WASHINGTON—The World Bank said Wednesday it had blacklisted 45 more companies and individuals last year as it boosted a crackdown on corruption in its contracting.
The global development bank, which made financial commitments of $72.2 billion in the year to June 20, 2010, said it initiated 117 investigations last year which resulted in 45 debarments of firms and individuals “for engaging in wrongdoing.”
Under a cross-debarment pact signed last year, firms debarred by the World Bank are also automatically denied contracting opportunities at other multilateral development banks, it said.
“The message is pretty straightforward: if companies or individuals try to cheat one of us, they are going to get banned by all of us,” bank president Robert Zoellick told a seminar on corruption-fighting Wednesday.
The bank pushed ahead with counter-corruption measures after strong criticism in the 1990s for tolerating huge losses to graft and other malfeasance in its contracting and lending.

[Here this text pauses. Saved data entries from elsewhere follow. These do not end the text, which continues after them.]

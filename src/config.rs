use std::path::{Path, PathBuf};

use anyhow::{bail, Result};
use tracing::info;

pub const DEFAULT_START_URL: &str = "https://www.italgiure.giustizia.it/sncass/";

/// Everything a crawl run needs, resolved up front from CLI flags and
/// the environment.
#[derive(Debug, Clone)]
pub struct ScrapeConfig {
    pub start_url: String,
    pub category: String,
    pub max_pages: usize,
    pub headless: bool,
    pub chrome: PathBuf,
    pub download_dir: PathBuf,
}

/// Chromium binary names worth trying on PATH, most common first.
const CHROME_CANDIDATES: &[&str] = &[
    "google-chrome",
    "google-chrome-stable",
    "chromium",
    "chromium-browser",
    "chrome",
];

/// Locate a Chrome/Chromium executable: an explicit path wins, then the
/// CHROME_PATH environment variable, then a PATH search.
pub fn resolve_chrome(explicit: Option<&Path>) -> Result<PathBuf> {
    if let Some(path) = explicit {
        if path.is_file() {
            return Ok(path.to_path_buf());
        }
        bail!("no Chrome executable at {}", path.display());
    }

    if let Ok(env_path) = std::env::var("CHROME_PATH") {
        let path = PathBuf::from(env_path);
        if path.is_file() {
            info!("using Chrome from CHROME_PATH: {}", path.display());
            return Ok(path);
        }
    }

    for candidate in CHROME_CANDIDATES {
        if let Ok(path) = which::which(candidate) {
            info!("found Chrome on PATH: {}", path.display());
            return Ok(path);
        }
    }

    bail!(
        "Chrome/Chromium not found; install it or pass --chrome\n\
         - Debian/Ubuntu: sudo apt install chromium-browser\n\
         - Fedora: sudo dnf install chromium\n\
         - Arch: sudo pacman -S chromium"
    )
}
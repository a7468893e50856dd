use std::path::Path;

use anyhow::Result;
use chrono::NaiveDate;
use rusqlite::{Connection, OptionalExtension};
use serde::Serialize;

pub fn connect(path: &Path) -> Result<Connection> {
    if let Some(dir) = path.parent().filter(|d| !d.as_os_str().is_empty()) {
        std::fs::create_dir_all(dir)?;
    }
    let conn = Connection::open(path)?;
    conn.execute_batch("PRAGMA journal_mode=WAL;")?;
    Ok(conn)
}

pub fn init_schema(conn: &Connection) -> Result<()> {
    conn.execute_batch(
        "
        CREATE TABLE IF NOT EXISTS documents (
            id        TEXT PRIMARY KEY,
            category  TEXT,
            section   TEXT,
            kind      TEXT,
            type      TEXT,
            number    TEXT,
            date      TEXT,
            ecli      TEXT,
            president TEXT,
            relator   TEXT,
            pdf_path  TEXT
        );
        ",
    )?;
    Ok(())
}

/// Metadata scraped from one result card. `pdf_url` is derived by the page
/// collector and never stored; the download path is persisted separately
/// once the PDF is on disk.
#[derive(Debug, Clone)]
pub struct DocumentMeta {
    pub category: String,
    pub id: String,
    pub section: String,
    pub kind: String,
    pub doc_type: String,
    pub number: String,
    pub date: String,
    pub ecli: String,
    pub president: String,
    pub relator: String,
    pub pdf_url: String,
}

/// A full row read back from the `documents` table.
#[derive(Debug, Clone, Serialize)]
pub struct DocumentRow {
    pub id: String,
    pub category: String,
    pub section: String,
    pub kind: String,
    #[serde(rename = "type")]
    pub doc_type: String,
    pub number: String,
    pub date: String,
    pub ecli: String,
    pub president: String,
    pub relator: String,
    pub pdf_path: String,
}

pub fn save_document(conn: &Connection, doc: &DocumentMeta, pdf_path: &str) -> Result<()> {
    conn.execute(
        "INSERT OR REPLACE INTO documents
         (id, category, section, kind, type, number, date, ecli, president, relator, pdf_path)
         VALUES (?1, ?2, ?3, ?4, ?5, ?6, ?7, ?8, ?9, ?10, ?11)",
        rusqlite::params![
            doc.id,
            doc.category,
            doc.section,
            doc.kind,
            doc.doc_type,
            doc.number,
            doc.date,
            doc.ecli,
            doc.president,
            doc.relator,
            pdf_path,
        ],
    )?;
    Ok(())
}

fn row_to_document(row: &rusqlite::Row) -> rusqlite::Result<DocumentRow> {
    Ok(DocumentRow {
        id: row.get(0)?,
        category: row.get(1)?,
        section: row.get(2)?,
        kind: row.get(3)?,
        doc_type: row.get(4)?,
        number: row.get(5)?,
        date: row.get(6)?,
        ecli: row.get(7)?,
        president: row.get(8)?,
        relator: row.get(9)?,
        pdf_path: row.get(10)?,
    })
}

const DOCUMENT_COLUMNS: &str =
    "id, category, section, kind, type, number, date, ecli, president, relator,
     COALESCE(pdf_path, '')";

/// Stored documents, newest decision first. Dates the portal reports as
/// anything other than DD/MM/YYYY sort last.
pub fn fetch_documents(
    conn: &Connection,
    category: Option<&str>,
    limit: usize,
) -> Result<Vec<DocumentRow>> {
    let mut rows = match category {
        Some(cat) => {
            let mut stmt = conn.prepare(&format!(
                "SELECT {DOCUMENT_COLUMNS} FROM documents WHERE category = ?1"
            ))?;
            let rows = stmt
                .query_map([cat.to_uppercase()], row_to_document)?
                .collect::<Result<Vec<_>, _>>()?;
            rows
        }
        None => {
            let mut stmt =
                conn.prepare(&format!("SELECT {DOCUMENT_COLUMNS} FROM documents"))?;
            let rows = stmt
                .query_map([], row_to_document)?
                .collect::<Result<Vec<_>, _>>()?;
            rows
        }
    };

    // Decision dates are DD/MM/YYYY strings; ordering them textually would
    // sort by day first, so parse before comparing.
    rows.sort_by_key(|r| std::cmp::Reverse(decision_date(&r.date)));
    rows.truncate(limit);
    Ok(rows)
}

pub fn fetch_document(conn: &Connection, id: &str) -> Result<Option<DocumentRow>> {
    let row = conn
        .query_row(
            &format!("SELECT {DOCUMENT_COLUMNS} FROM documents WHERE id = ?1"),
            [id],
            row_to_document,
        )
        .optional()?;
    Ok(row)
}

fn decision_date(raw: &str) -> Option<NaiveDate> {
    NaiveDate::parse_from_str(raw, "%d/%m/%Y").ok()
}

pub struct Stats {
    pub total: usize,
    pub civile: usize,
    pub penale: usize,
    pub with_pdf: usize,
}

pub fn get_stats(conn: &Connection) -> Result<Stats> {
    let total: usize = conn.query_row("SELECT COUNT(*) FROM documents", [], |r| r.get(0))?;
    let civile: usize = conn.query_row(
        "SELECT COUNT(*) FROM documents WHERE category = 'CIVILE'",
        [],
        |r| r.get(0),
    )?;
    let penale: usize = conn.query_row(
        "SELECT COUNT(*) FROM documents WHERE category = 'PENALE'",
        [],
        |r| r.get(0),
    )?;
    let with_pdf: usize = conn.query_row(
        "SELECT COUNT(*) FROM documents WHERE pdf_path IS NOT NULL AND pdf_path != ''",
        [],
        |r| r.get(0),
    )?;
    Ok(Stats {
        total,
        civile,
        penale,
        with_pdf,
    })
}
use crate::{Params, RegionSet, RgbImage};
use ::image::io::Reader as ImageReader;
use anyhow::{Context, Result};
use std::fs;
use std::path::{Path, PathBuf};

/// Frames of a run paired with their region files, in path order.
#[derive(Clone, Debug)]
pub struct Source {
    entries: Vec<SourceEntry>,
}

#[derive(Clone, Debug, PartialEq, Eq)]
pub struct SourceEntry {
    pub image: PathBuf,
    /// Frames without a region file are captured whole.
    pub regions: Option<PathBuf>,
}

#[derive(Clone, Debug)]
pub struct SourceFrame {
    /// File name of the frame image.
    pub name: String,
    /// File name its statistics are saved under.
    pub stats_name: String,
    pub image: RgbImage,
    pub regions: RegionSet,
}

impl Source {
    pub fn from_dirs(images: impl AsRef<Path>, regions: impl AsRef<Path>) -> Result<Self> {
        let images = list(images.as_ref()).context("Couldn't list frames")?;
        let regions = list(regions.as_ref()).context("Couldn't list regions")?;

        if regions.len() > images.len() {
            tracing::warn!(
                images = images.len(),
                regions = regions.len(),
                "more region files than frames; extra ones are ignored"
            );
        }

        let mut regions = regions.into_iter();

        let entries = images
            .into_iter()
            .map(|image| SourceEntry {
                image,
                regions: regions.next(),
            })
            .collect();

        Ok(Self { entries })
    }

    pub fn entries(&self) -> &[SourceEntry] {
        &self.entries
    }

    pub fn len(&self) -> usize {
        self.entries.len()
    }

    pub fn is_empty(&self) -> bool {
        self.entries.is_empty()
    }
}

impl SourceEntry {
    pub fn load(&self) -> Result<SourceFrame> {
        let path = &self.image;

        let image = ImageReader::open(path)
            .with_context(|| format!("Couldn't open frame: {}", path.display()))?
            .decode()
            .with_context(|| format!("Couldn't decode frame: {}", path.display()))?
            .to_rgb8();

        let params = Params::of(&image)
            .with_context(|| format!("Couldn't use frame: {}", path.display()))?;

        let regions = match &self.regions {
            Some(regions) => {
                let text = fs::read_to_string(regions)
                    .with_context(|| format!("Couldn't read regions: {}", regions.display()))?;

                RegionSet::parse(&params, &text)
                    .with_context(|| format!("Couldn't parse regions: {}", regions.display()))?
            }

            None => RegionSet::full_frame(&params),
        };

        let name = file_name(path);

        let stats_name = match &self.regions {
            Some(regions) => file_name(regions),
            None => format!("{}.csv", stem(path)),
        };

        Ok(SourceFrame {
            name,
            stats_name,
            image,
            regions,
        })
    }
}

fn list(dir: &Path) -> Result<Vec<PathBuf>> {
    let pattern = Path::new(&glob::Pattern::escape(&dir.to_string_lossy())).join("*");

    let mut paths = glob::glob(&pattern.to_string_lossy())
        .with_context(|| format!("Invalid directory: {}", dir.display()))?
        .map(|path| path.context("Couldn't read directory entry"))
        .collect::<Result<Vec<_>>>()?;

    paths.retain(|path| path.is_file());
    paths.sort();

    Ok(paths)
}

fn file_name(path: &Path) -> String {
    path.file_name()
        .map(|name| name.to_string_lossy().into_owned())
        .unwrap_or_default()
}

fn stem(path: &Path) -> String {
    path.file_stem()
        .map(|stem| stem.to_string_lossy().into_owned())
        .unwrap_or_default()
}

#[cfg(test)]
mod tests {
    use super::*;
    use ::image::Rgb;

    fn write_frame(dir: &Path, name: &str) {
        RgbImage::from_pixel(4, 2, Rgb([9, 9, 9]))
            .save(dir.join(name))
            .unwrap();
    }

    #[test]
    fn pairs_frames_with_regions_in_order() {
        let frames = tempfile::tempdir().unwrap();
        let regions = tempfile::tempdir().unwrap();

        write_frame(frames.path(), "b.png");
        write_frame(frames.path(), "a.png");
        fs::write(regions.path().join("a.csv"), "0,2,1,0,1,1\n").unwrap();

        let source = Source::from_dirs(frames.path(), regions.path()).unwrap();

        assert_eq!(
            source.entries(),
            [
                SourceEntry {
                    image: frames.path().join("a.png"),
                    regions: Some(regions.path().join("a.csv")),
                },
                SourceEntry {
                    image: frames.path().join("b.png"),
                    regions: None,
                },
            ]
        );

        let first = source.entries()[0].load().unwrap();
        let second = source.entries()[1].load().unwrap();

        assert_eq!(first.name, "a.png");
        assert_eq!(first.stats_name, "a.csv");
        assert_eq!(first.regions.len(), 1);
        assert_eq!(second.stats_name, "b.csv");
        assert_eq!(second.regions, RegionSet::full_frame(&Params::new(4, 2).unwrap()));
        assert_eq!(second.image.get_pixel(3, 1), &Rgb([9, 9, 9]));
    }

    #[test]
    fn bad_region_file_is_fatal() {
        let frames = tempfile::tempdir().unwrap();
        let regions = tempfile::tempdir().unwrap();

        write_frame(frames.path(), "a.png");
        fs::write(regions.path().join("a.csv"), "0,2,one,0,1,1\n").unwrap();

        let source = Source::from_dirs(frames.path(), regions.path()).unwrap();
        let err = source.entries()[0].load().unwrap_err();

        assert!(err.to_string().starts_with("Couldn't parse regions"));
        assert!(matches!(
            err.downcast_ref::<crate::Error>(),
            Some(crate::Error::Parse { line: 1, .. })
        ));
    }
}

Since the debarment policy began in July 2008, a total of 90 individuals and businesses have been blacklisted by the bank.
In one major case Zoellick termed “quite innovative”, Italian engineering firm C. Lotti agreed last December to pay $350,000 in restitution to Jakarta after admitting involvement in a fraudulent invoicing scheme related to a bank-backed Indonesia water project.
Lotti was also debarred from bank projects.
“This was a first effort for the bank and the first for a developing country and a debarred company,” said Zoellick.
“We are interested to see how we can build on it,” he said.
He meanwhile praised a 2009 “flagship settlement” with Siemens over corruption in a bank project in Russia. Siemens committed to pay $100 million over 15 years to support anti-corruption efforts.
The German giant was also shut out of World Bank business for two years.